Zareef Ahmed : Bigdata and Devops Consultant + Programmer for cloud

How to deal with cache nightmares?

Internet is the place where data is being generated at one place (usually servers) and then being served to the client through browsers and mobile apps. 

Lots of machines are involved in transferring this data from origin to destination. To improve user experience and to save computing resources, developers use caching. 

I will not go into details of the definition of cache as you already must to be aware of the cache if you are reading this article. To understand it better you can visit https://en.wikipedia.org/wiki/Cache_(computing)

In this article, I will walk you through how usually it works and how it is out of control of developers in some cases. I will also tell you, what you can do if things are not in your control. 

The cache can be generated at multiple levels.

I am dividing this levels into two broad categories.  The first category is the one which is normally in control of developers and another is usually not in direct control of developers.

In control of developers.

  1. DB level: Database engines can store query results in the query cache. These caches are usually time-bound, so they will delete themselves. A change in query is also a way to overcome them. This is usually not a big problem with applications. 
  2. Custom Cache: An application developer may devise his or her own custom cache engine and may store cache in a preferable engine.  They can use traditional text files, memory and some off the shelf solutions like Redis, Memcache, etc. To bust this kind of cache, you need to consult the respective developer. 
  3.  Web Server Cache: Web server can also do cache based on the configuration of the web server. Some certain types of contents can be cached. You can usually bust this kind of cache by just doing a restart or manually deleting content from cache folders.  Consult the respective web server manual for more details. 
  4. CDN: Some applications use content delivery networks with edge locations around the world.  These kinds of cache are governed by some rule book setup by architects or developers. This kind of cache (if present) can be dealing with the help of respective CDN documentation. 

Not in control of developers 

  1. ISP Edge location: Internet Service Providers do a great level of data optimization by doing a cache of static content across their network. These edge locations are around the world. If the content is regularly being used by its consumers, it tries to keep a copy of that content at a location near to users.  These kinds of cache are difficult to bust. There is only two way available : –
    1. Setting expires headers in your content: These ISP usually honor this header, but it is only advisory, they may not implement it programmatically. It is recommended to use a expiry header, but you should not rely on it. 
    2. Changing the URL/URI of the resource: This is a sure-shot way. In this case, your content will be treated as new. 
  2. Company or organization proxy servers: Many organizations use their own proxy servers which also acts as a cache server. These servers also needs to be handled as Edge locations. Changing the URL/URI is the best way to deal with them. 
  3. Browser Cache: Browsers also do cache to improve user experience. Browsers also honor expires headers. You should use them, but if you are doing a new website release this cache will become a big issue. This cache can be deleted from your browsers. But, and this is a big BUT, you should not rely on cache deletion from the browser to release your new website. Expecting every user of your website to bust their cache, is a recipe for disaster.  
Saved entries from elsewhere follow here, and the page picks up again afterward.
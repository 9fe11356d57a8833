//! Flat-file exports of crawled records: a year-keyed JSON snapshot and CSV.

use std::collections::BTreeSet;
use std::path::{Path, PathBuf};

use crate::library::YearIndex;
use crate::record::{CORE_FIELDS, PublicationRecord};

#[derive(Debug, thiserror::Error)]
pub enum ExportError {
    #[error("failed to access {path}: {source}")]
    Io {
        path: PathBuf,
        #[source]
        source: std::io::Error,
    },
    #[error("JSON error: {0}")]
    Json(#[from] serde_json::Error),
    #[error("CSV error: {0}")]
    Csv(#[from] csv::Error),
}

fn io_error(path: &Path) -> impl FnOnce(std::io::Error) -> ExportError + '_ {
    move |source| ExportError::Io {
        path: path.to_path_buf(),
        source,
    }
}

fn ensure_parent(path: &Path) -> Result<(), ExportError> {
    if let Some(parent) = path.parent()
        && !parent.as_os_str().is_empty()
    {
        std::fs::create_dir_all(parent).map_err(io_error(parent))?;
    }
    Ok(())
}

/// Write `{year: [record, ...]}` as pretty JSON, replacing any existing file.
pub fn write_snapshot(path: &Path, index: &YearIndex) -> Result<(), ExportError> {
    ensure_parent(path)?;
    let json = serde_json::to_string_pretty(index)?;
    std::fs::write(path, json).map_err(io_error(path))?;
    tracing::info!(path = %path.display(), years = index.len(), "snapshot written");
    Ok(())
}

/// Load a snapshot written by [`write_snapshot`].
pub fn read_snapshot(path: &Path) -> Result<YearIndex, ExportError> {
    let content = std::fs::read_to_string(path).map_err(io_error(path))?;
    Ok(serde_json::from_str(&content)?)
}

/// Column names for a CSV of `records`: `entry_type`, `id`, then every field
/// populated in at least one record (core fields first, extras sorted).
pub fn csv_columns(records: &[PublicationRecord]) -> Vec<String> {
    let populated: BTreeSet<&str> = records
        .iter()
        .flat_map(|r| r.fields().into_iter().map(|(k, _)| k))
        .collect();

    let mut columns = vec!["entry_type".to_string(), "id".to_string()];
    columns.extend(
        CORE_FIELDS
            .iter()
            .filter(|f| populated.contains(*f))
            .map(|f| f.to_string()),
    );
    columns.extend(
        populated
            .iter()
            .filter(|f| !CORE_FIELDS.contains(*f))
            .map(|f| f.to_string()),
    );
    columns
}

/// Write records as CSV with a header row.
pub fn write_crawled_csv(path: &Path, records: &[PublicationRecord]) -> Result<(), ExportError> {
    ensure_parent(path)?;
    let columns = csv_columns(records);
    let mut writer = csv::Writer::from_path(path)?;
    writer.write_record(&columns)?;
    for record in records {
        let row: Vec<&str> = columns
            .iter()
            .map(|c| match c.as_str() {
                "entry_type" => record.entry_type.as_str(),
                "id" => record.id.as_str(),
                field => record.get(field).unwrap_or(""),
            })
            .collect();
        writer.write_record(&row)?;
    }
    writer.flush().map_err(io_error(path))?;
    tracing::info!(path = %path.display(), rows = records.len(), "crawled records saved");
    Ok(())
}

#[cfg(test)]
mod tests {
    use super::*;
    use crate::library::organize_by_year;

    fn crawled() -> Vec<PublicationRecord> {
        vec![
            PublicationRecord::new("Deep Learning Systems")
                .with_author("Jane Doe")
                .with_year("2020")
                .with_doi("10.1/dls")
                .with_field("volume", "3")
                .with_derived_id(),
            PublicationRecord::new("Undated, with comma")
                .with_field("issn", "1234-5678")
                .with_derived_id(),
        ]
    }

    #[test]
    fn snapshot_round_trip_keyed_by_year() {
        let dir = tempfile::tempdir().unwrap();
        let path = dir.path().join("nested/snapshot.json");
        let index = organize_by_year(crawled());

        write_snapshot(&path, &index).unwrap();
        let raw: serde_json::Value =
            serde_json::from_str(&std::fs::read_to_string(&path).unwrap()).unwrap();
        assert!(raw["2020"].is_array());
        assert_eq!(raw["Unknown"][0]["title"], "Undated, with comma");

        assert_eq!(read_snapshot(&path).unwrap(), index);
    }

    #[test]
    fn columns_are_union_of_populated_fields() {
        let cols = csv_columns(&crawled());
        assert_eq!(
            cols,
            vec!["entry_type", "id", "author", "title", "year", "doi", "issn", "volume"]
        );
    }

    #[test]
    fn csv_has_header_and_rows() {
        let dir = tempfile::tempdir().unwrap();
        let path = dir.path().join("crawled.csv");
        write_crawled_csv(&path, &crawled()).unwrap();

        let mut reader = csv::Reader::from_path(&path).unwrap();
        let headers = reader.headers().unwrap().clone();
        assert_eq!(headers.get(3), Some("title"));
        let rows: Vec<csv::StringRecord> = reader.records().map(|r| r.unwrap()).collect();
        assert_eq!(rows.len(), 2);
        assert_eq!(rows[0].get(0), Some("article"));
        assert_eq!(rows[0].get(1), Some("10.1/dls"));
        assert_eq!(rows[1].get(3), Some("Undated, with comma"));
        assert_eq!(rows[1].get(4), Some(""));
    }

    #[test]
    fn empty_record_set_writes_header_only() {
        let dir = tempfile::tempdir().unwrap();
        let path = dir.path().join("empty.csv");
        write_crawled_csv(&path, &[]).unwrap();
        let content = std::fs::read_to_string(&path).unwrap();
        assert_eq!(content.trim(), "entry_type,id");
    }
}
What you should do when the cache is not in your control?

You can easily deal with the cache when it is under your control. You need to come up with a strategy when it is not in your control.  Let me tell you what industry to do handle these cache nightmares. 

  1. Implementation of Etags: This is an industry-standard to deal with data that is not changing. You can implement this to improve the user experience. This is usually a good way to handle dynamic data. 
  2. URL/URI Change: This is the most used and only effective way of dealing with static data like CSS, JavaScript, and images.  

Let me explain with an example:



Suppose you have a stylesheet that is being referred to in your HTML page.

<html>

<head>

<link rel=”stylesheet” type=”text/css” href=”theme.css”>

</head>

</html>




 Next time, whenever you are doing a change in your theme.css, just append version number. 

<html>

<head>

<link rel=”stylesheet” type=”text/css” href=”theme.css?v=2″>

</head>

</html>

By doing so, browsers, proxy servers, and edge locations will treat this as a new URI and will fetch new data from the server. You can do the same with Javascript files.  Images files should also be treated the same way. 

How should I do the version number for CSS and Javascript?

It’s entirely up to you, I recommend using an incrementing number, whenever someone is doing a change in this file, they should increase the number, which should be reflected at the places whenever this file is being used. Some people just use a random number, I do not recommend using random numbers, in this way, the content cache will never be used.